Former Employee of Speech Recognition Software Company Accesses Thousands of the Company’s Healthcare Provider Clients’ HIPAA Protected Health Information

Med-Net Compliance, LLC.Healthcare Compliance Perspective – HIPAA Protection:

What should a healthcare provider do when circumstances beyond its control delays its awareness of a breach of privacy involving the private health information of its patients? The healthcare provider’s breach notification policy and procedures must be implemented as soon as the breach is discovered by the healthcare provider or notification of the breach is provided to the healthcare provider by a third-party contractor. The healthcare provider must review the entire timeframe during which it was unaware of the breach and evaluate whether there were any other efforts that could have been made to become aware of the breach.
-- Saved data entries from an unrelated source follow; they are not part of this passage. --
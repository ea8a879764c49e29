//! Render surface contract
//!
//! A render surface draws squares and pieces and reports raw pointer
//! gestures. The session talks to it only through [`RenderCommand`]s,
//! promotion prompts and status updates; all of them are issued from the
//! driver after a state change has been committed.
//!
//! A surface must expose every [`RenderTarget`] in [`REQUIRED_TARGETS`];
//! [`validate_surface`] fails fast with [`CoreError::MissingRenderTarget`]
//! otherwise.

use crate::core::error::{CoreError, CoreResult};
use crate::game::resources::GameStatus;
use crate::game::types::{PieceColor, PieceType, Square};
use crate::rendering::board::{render_board, HighlightTheme};
use crate::rendering::effects::SquareMark;
use std::collections::{BTreeMap, BTreeSet};
use std::fmt;

/// One drawing instruction
#[derive(Debug, Clone, PartialEq, Eq)]
pub enum RenderCommand {
    /// Redraw pieces from a FEN string
    SetPosition { board: String },
    /// Add a mark layer to a square
    Mark { square: Square, mark: SquareMark },
    /// Remove one mark layer from a square
    Unmark { square: Square, mark: SquareMark },
}

impl RenderCommand {
    pub fn mark(square: Square, mark: SquareMark) -> Self {
        RenderCommand::Mark { square, mark }
    }

    pub fn unmark(square: Square, mark: SquareMark) -> Self {
        RenderCommand::Unmark { square, mark }
    }
}

/// Elements a surface exposes to the session
#[derive(Debug, Clone, Copy, PartialEq, Eq, Hash)]
pub enum RenderTarget {
    Board,
    StatusLine,
    PromotionPicker,
}

impl fmt::Display for RenderTarget {
    fn fmt(&self, f: &mut fmt::Formatter<'_>) -> fmt::Result {
        let name = match self {
            RenderTarget::Board => "board",
            RenderTarget::StatusLine => "status line",
            RenderTarget::PromotionPicker => "promotion picker",
        };
        f.write_str(name)
    }
}

/// Targets every surface must provide
pub const REQUIRED_TARGETS: [RenderTarget; 3] = [
    RenderTarget::Board,
    RenderTarget::StatusLine,
    RenderTarget::PromotionPicker,
];

pub trait RenderSurface {
    /// Targets this surface can draw to
    fn targets(&self) -> Vec<RenderTarget>;

    fn apply(&mut self, command: &RenderCommand);

    /// Ask the user which piece to promote to
    fn prompt_promotion(&mut self, from: Square, to: Square, color: PieceColor);

    fn show_status(&mut self, status: GameStatus);

    /// Draw the board from `color`'s side
    fn set_orientation(&mut self, _color: PieceColor) {}

    /// Called once after each handled event
    fn flush(&mut self) {}
}

/// Fail fast when a surface lacks a required target
pub fn validate_surface<S: RenderSurface + ?Sized>(surface: &S) -> CoreResult<()> {
    let available = surface.targets();
    match REQUIRED_TARGETS.iter().find(|t| !available.contains(t)) {
        Some(missing) => Err(CoreError::MissingRenderTarget {
            target: missing.to_string(),
        }),
        None => Ok(()),
    }
}

/// Layered per-square marks plus the last drawn position
#[derive(Debug, Clone, Default)]
pub struct OverlayState {
    board: String,
    marks: BTreeMap<Square, BTreeSet<SquareMark>>,
}

impl OverlayState {
    pub fn apply(&mut self, command: &RenderCommand) {
        match command {
            RenderCommand::SetPosition { board } => self.board.clone_from(board),
            RenderCommand::Mark { square, mark } => {
                self.marks.entry(*square).or_default().insert(*mark);
            }
            RenderCommand::Unmark { square, mark } => {
                if let Some(layers) = self.marks.get_mut(square) {
                    layers.remove(mark);
                    if layers.is_empty() {
                        self.marks.remove(square);
                    }
                }
            }
        }
    }

    pub fn board(&self) -> &str {
        &self.board
    }

    pub fn has(&self, square: Square, mark: SquareMark) -> bool {
        self.marks
            .get(&square)
            .is_some_and(|layers| layers.contains(&mark))
    }

    /// Highest-priority mark on a square
    pub fn top_mark(&self, square: Square) -> Option<SquareMark> {
        self.marks
            .get(&square)
            .and_then(|layers| layers.iter().next_back().copied())
    }

    /// Squares carrying `mark`, in a1..h8 order
    pub fn squares_with(&self, mark: SquareMark) -> Vec<Square> {
        self.marks
            .iter()
            .filter(|(_, layers)| layers.contains(&mark))
            .map(|(square, _)| *square)
            .collect()
    }
}

/// Terminal surface used by the binary
///
/// Redraws the ASCII board on [`flush`](RenderSurface::flush) whenever
/// something changed since the last draw.
#[derive(Debug)]
pub struct TextSurface {
    overlay: OverlayState,
    theme: HighlightTheme,
    orientation: PieceColor,
    status: Option<GameStatus>,
    dirty: bool,
}

impl TextSurface {
    pub fn new(theme: HighlightTheme) -> Self {
        Self {
            overlay: OverlayState::default(),
            theme,
            orientation: PieceColor::White,
            status: None,
            dirty: false,
        }
    }

    pub fn overlay(&self) -> &OverlayState {
        &self.overlay
    }

    /// Current frame as text
    pub fn render(&self) -> String {
        let mut out = render_board(self.overlay.board(), &self.overlay, &self.theme, self.orientation);
        if let Some(status) = self.status {
            out.push('\n');
            out.push_str(status.message());
            out.push('\n');
        }
        out
    }
}

impl RenderSurface for TextSurface {
    fn targets(&self) -> Vec<RenderTarget> {
        REQUIRED_TARGETS.to_vec()
    }

    fn apply(&mut self, command: &RenderCommand) {
        self.overlay.apply(command);
        self.dirty = true;
    }

    fn prompt_promotion(&mut self, from: Square, to: Square, color: PieceColor) {
        let choices: String = PieceType::PROMOTION_CHOICES
            .iter()
            .map(|kind| kind.to_char())
            .collect();
        println!(
            "{} pawn {}{} promotes: choose one of [{}] or 'cancel'",
            color, from, to, choices
        );
    }

    fn set_orientation(&mut self, color: PieceColor) {
        if self.orientation != color {
            self.orientation = color;
            self.dirty = true;
        }
    }

    fn show_status(&mut self, status: GameStatus) {
        if self.status != Some(status) {
            self.status = Some(status);
            self.dirty = true;
        }
    }

    fn flush(&mut self) {
        if self.dirty {
            println!("{}", self.render());
            self.dirty = false;
        }
    }
}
Nuance, a speech recognition software firm in Massachusetts, recently announced that a breach of its servers by a former employee resulted in an unauthorized access affecting 45,000 individuals associated with its clients.

The breach was discovered in December 2017; but, at the request of the FBI and the U.S. Department of Justice, the company delayed notifying affected persons about the breach. The two federal agencies wanted that notification delayed because of their pending investigation of the breach. Their investigation uncovered the identity of the person responsible for the breach and the recovery of some accessed reports.
The information accessed by the former employee included names, birthdates, medical record and patient numbers and other information that was dictated about patients’ conditions, diagnosis, treatments, care plans and service dates.

Nuance reported that the San Francisco Department of Health is the only one of its clients that has notified its affected patients. Nuance also reported that it has made all of its affected clients aware of the breach and has relocated those clients onto another transcription platform.

Interestingly, the data breach was not the first problem that Nuance experienced last year. Last June, the company was infected by the NotPetya malware outbreak and cost the company $92 million. The malware infection did not involve a data breach.

It was noted that breaches involving company insiders are one of the most difficult to defend against. One thing that might have prevented this breach would have been to lock out and block any ex-employees access to the company’s systems as soon as they leave a company’s employ. It is not known whether this was a contributing factor in this breach.